- [Collection entries]:
--- START ---

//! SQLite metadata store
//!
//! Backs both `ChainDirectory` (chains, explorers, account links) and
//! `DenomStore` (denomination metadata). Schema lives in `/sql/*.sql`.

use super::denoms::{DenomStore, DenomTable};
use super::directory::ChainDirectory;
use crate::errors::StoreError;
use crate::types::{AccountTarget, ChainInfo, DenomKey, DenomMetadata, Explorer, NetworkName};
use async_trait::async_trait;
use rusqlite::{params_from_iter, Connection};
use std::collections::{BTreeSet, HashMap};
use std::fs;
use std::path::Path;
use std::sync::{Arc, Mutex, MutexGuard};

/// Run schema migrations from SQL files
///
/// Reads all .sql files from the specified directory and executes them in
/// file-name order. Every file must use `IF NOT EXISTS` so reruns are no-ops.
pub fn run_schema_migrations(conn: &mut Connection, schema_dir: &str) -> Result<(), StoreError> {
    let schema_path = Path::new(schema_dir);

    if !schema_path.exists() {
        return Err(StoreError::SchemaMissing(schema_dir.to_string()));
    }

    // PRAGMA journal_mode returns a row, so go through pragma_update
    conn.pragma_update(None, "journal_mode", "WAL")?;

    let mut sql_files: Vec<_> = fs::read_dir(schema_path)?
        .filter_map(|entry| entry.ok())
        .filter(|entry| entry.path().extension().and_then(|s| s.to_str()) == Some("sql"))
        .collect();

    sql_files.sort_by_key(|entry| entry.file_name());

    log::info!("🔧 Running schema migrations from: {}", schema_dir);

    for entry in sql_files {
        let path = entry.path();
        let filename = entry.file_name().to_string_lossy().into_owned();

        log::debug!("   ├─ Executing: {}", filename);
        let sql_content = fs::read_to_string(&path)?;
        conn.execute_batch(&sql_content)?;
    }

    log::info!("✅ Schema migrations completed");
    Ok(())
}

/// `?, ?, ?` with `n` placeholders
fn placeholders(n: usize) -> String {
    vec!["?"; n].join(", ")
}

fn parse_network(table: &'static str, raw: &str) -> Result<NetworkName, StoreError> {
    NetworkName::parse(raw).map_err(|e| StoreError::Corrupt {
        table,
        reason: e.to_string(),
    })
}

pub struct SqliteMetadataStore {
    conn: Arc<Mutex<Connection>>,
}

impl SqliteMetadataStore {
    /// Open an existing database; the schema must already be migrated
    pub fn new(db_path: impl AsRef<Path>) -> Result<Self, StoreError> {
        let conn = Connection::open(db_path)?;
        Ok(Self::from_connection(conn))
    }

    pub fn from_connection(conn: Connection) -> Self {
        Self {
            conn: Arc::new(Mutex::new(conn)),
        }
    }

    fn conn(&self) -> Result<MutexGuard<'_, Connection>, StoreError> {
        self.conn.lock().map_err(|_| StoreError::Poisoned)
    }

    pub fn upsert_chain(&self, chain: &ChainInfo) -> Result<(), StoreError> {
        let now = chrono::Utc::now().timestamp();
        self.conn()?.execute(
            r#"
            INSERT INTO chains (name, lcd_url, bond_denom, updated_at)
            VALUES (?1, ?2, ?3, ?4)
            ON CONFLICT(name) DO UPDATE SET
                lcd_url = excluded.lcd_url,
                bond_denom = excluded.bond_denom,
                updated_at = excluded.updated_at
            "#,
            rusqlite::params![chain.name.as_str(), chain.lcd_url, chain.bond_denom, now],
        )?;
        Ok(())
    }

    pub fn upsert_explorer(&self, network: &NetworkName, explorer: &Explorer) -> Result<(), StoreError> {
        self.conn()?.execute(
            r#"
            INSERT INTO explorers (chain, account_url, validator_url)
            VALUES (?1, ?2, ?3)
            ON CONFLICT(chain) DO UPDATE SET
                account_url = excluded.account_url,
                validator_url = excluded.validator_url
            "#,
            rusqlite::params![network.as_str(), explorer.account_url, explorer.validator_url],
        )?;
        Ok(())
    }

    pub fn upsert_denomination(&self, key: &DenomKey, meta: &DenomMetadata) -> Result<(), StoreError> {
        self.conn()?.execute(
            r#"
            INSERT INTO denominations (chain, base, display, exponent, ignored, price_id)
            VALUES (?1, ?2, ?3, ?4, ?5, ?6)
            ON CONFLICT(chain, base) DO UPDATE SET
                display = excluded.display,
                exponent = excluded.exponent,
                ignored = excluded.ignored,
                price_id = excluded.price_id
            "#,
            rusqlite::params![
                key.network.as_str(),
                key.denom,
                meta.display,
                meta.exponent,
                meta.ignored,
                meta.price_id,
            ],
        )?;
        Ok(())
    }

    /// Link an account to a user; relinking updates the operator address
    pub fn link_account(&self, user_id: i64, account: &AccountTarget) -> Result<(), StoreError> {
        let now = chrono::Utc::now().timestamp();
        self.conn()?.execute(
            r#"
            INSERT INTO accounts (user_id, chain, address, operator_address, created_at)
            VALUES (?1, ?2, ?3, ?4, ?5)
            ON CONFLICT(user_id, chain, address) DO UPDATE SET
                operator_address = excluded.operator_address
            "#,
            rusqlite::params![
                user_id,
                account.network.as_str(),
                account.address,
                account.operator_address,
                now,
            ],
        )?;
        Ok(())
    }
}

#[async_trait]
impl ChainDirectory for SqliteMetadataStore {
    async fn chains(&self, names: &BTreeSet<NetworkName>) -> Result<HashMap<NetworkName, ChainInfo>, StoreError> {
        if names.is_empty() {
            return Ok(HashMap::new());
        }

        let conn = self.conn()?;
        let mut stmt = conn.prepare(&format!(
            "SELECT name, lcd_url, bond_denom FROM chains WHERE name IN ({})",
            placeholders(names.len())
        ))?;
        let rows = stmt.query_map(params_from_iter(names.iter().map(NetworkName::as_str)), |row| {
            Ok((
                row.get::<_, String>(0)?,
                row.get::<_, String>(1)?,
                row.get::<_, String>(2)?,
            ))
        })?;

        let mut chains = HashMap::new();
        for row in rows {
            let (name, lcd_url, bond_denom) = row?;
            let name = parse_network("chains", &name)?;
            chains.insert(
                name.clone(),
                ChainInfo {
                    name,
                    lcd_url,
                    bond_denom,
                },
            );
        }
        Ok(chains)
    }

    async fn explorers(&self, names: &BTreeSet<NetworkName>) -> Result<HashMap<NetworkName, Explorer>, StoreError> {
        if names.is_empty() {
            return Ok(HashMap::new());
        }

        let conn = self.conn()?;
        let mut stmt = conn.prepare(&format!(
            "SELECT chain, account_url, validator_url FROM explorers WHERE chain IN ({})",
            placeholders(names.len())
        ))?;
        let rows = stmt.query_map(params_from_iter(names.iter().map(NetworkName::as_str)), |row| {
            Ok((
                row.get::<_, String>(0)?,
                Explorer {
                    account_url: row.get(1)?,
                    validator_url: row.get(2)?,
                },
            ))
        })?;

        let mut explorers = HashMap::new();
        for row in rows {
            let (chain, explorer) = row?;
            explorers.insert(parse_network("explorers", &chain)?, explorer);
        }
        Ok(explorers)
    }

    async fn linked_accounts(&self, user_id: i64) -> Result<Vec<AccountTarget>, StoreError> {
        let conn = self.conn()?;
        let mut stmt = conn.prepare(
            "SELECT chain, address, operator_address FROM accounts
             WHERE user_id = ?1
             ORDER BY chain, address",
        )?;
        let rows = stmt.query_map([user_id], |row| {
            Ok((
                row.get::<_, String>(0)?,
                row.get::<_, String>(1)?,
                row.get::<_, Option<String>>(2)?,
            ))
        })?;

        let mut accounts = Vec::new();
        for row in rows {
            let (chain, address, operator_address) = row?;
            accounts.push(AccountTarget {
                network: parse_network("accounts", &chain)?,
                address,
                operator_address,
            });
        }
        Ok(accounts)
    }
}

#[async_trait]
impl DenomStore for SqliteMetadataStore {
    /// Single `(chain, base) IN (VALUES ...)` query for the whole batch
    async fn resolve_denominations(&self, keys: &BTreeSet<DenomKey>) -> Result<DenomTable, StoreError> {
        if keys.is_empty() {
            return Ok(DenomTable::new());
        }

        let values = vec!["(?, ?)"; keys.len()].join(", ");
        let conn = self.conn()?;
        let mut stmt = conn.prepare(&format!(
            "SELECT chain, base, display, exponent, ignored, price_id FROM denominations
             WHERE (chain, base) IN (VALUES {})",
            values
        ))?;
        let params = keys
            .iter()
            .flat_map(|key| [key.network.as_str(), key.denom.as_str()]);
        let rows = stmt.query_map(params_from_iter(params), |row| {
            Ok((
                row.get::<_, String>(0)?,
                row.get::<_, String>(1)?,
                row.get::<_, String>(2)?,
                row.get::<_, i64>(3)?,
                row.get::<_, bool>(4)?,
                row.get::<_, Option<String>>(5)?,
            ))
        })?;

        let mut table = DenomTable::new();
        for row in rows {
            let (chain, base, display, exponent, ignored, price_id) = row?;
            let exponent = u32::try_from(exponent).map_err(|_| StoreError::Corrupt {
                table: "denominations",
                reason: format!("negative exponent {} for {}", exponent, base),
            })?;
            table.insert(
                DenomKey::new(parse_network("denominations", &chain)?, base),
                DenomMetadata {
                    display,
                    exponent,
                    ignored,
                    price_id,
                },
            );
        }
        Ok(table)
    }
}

--- END ---
--- START ---

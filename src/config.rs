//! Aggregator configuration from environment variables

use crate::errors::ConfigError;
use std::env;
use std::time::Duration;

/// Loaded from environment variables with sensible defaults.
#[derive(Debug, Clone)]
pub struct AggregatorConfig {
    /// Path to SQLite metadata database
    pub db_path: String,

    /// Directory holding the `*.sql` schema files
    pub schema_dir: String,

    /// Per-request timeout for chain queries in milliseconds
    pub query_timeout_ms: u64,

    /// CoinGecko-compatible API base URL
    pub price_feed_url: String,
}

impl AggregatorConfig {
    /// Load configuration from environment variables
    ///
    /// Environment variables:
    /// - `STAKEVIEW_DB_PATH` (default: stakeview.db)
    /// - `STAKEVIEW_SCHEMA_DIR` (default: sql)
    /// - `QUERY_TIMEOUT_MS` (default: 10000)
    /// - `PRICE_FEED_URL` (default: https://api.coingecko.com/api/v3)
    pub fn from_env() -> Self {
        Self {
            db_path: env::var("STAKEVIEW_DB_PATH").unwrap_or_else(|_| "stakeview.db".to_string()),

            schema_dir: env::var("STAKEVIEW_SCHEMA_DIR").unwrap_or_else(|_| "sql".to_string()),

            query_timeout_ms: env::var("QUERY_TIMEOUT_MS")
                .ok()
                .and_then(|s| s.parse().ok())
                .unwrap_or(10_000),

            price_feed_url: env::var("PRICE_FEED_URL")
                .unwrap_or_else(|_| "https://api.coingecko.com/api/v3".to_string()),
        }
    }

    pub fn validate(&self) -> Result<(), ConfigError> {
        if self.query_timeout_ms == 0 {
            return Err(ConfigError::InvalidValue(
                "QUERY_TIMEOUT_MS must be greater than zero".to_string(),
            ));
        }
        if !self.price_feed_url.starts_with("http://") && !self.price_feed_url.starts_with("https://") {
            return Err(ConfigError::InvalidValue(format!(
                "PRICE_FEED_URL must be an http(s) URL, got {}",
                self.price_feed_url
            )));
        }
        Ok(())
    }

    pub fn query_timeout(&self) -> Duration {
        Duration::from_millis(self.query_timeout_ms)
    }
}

--- END ---
--- START ---

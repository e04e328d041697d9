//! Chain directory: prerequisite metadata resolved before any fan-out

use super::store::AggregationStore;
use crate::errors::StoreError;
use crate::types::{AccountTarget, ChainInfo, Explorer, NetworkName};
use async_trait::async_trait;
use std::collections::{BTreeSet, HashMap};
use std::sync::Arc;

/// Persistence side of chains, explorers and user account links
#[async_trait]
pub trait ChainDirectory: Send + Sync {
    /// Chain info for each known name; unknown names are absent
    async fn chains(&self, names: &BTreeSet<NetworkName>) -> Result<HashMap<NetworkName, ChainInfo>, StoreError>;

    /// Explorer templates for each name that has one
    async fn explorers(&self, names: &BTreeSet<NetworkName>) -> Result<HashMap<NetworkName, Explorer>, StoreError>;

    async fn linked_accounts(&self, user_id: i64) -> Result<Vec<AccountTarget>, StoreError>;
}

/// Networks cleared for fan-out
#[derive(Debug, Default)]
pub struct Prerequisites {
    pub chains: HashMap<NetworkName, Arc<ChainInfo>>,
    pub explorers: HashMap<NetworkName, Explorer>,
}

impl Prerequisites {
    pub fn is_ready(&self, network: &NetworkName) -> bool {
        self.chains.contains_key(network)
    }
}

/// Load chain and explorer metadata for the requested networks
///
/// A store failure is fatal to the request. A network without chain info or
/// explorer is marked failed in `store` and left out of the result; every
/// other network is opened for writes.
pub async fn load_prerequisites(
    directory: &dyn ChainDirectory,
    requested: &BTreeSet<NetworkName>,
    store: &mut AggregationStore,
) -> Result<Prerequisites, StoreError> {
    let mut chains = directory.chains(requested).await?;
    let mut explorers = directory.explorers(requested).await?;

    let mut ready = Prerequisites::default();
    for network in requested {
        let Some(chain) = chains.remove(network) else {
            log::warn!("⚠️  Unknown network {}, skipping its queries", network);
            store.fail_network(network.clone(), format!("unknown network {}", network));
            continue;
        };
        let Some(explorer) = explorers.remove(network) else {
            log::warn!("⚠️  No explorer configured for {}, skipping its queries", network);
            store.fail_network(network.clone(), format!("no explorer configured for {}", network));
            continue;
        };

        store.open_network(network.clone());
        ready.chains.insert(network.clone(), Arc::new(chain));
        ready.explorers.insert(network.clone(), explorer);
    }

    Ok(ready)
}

--- END ---

- [What you will do]: Scan the records for the word "ChainDirectory", and copy each line where it is found.

- [Task response]:
//! Backs both `ChainDirectory` (chains, explorers, account links) and
use super::directory::ChainDirectory;
impl ChainDirectory for SqliteMetadataStore {
pub trait ChainDirectory: Send + Sync {
    directory: &dyn ChainDirectory,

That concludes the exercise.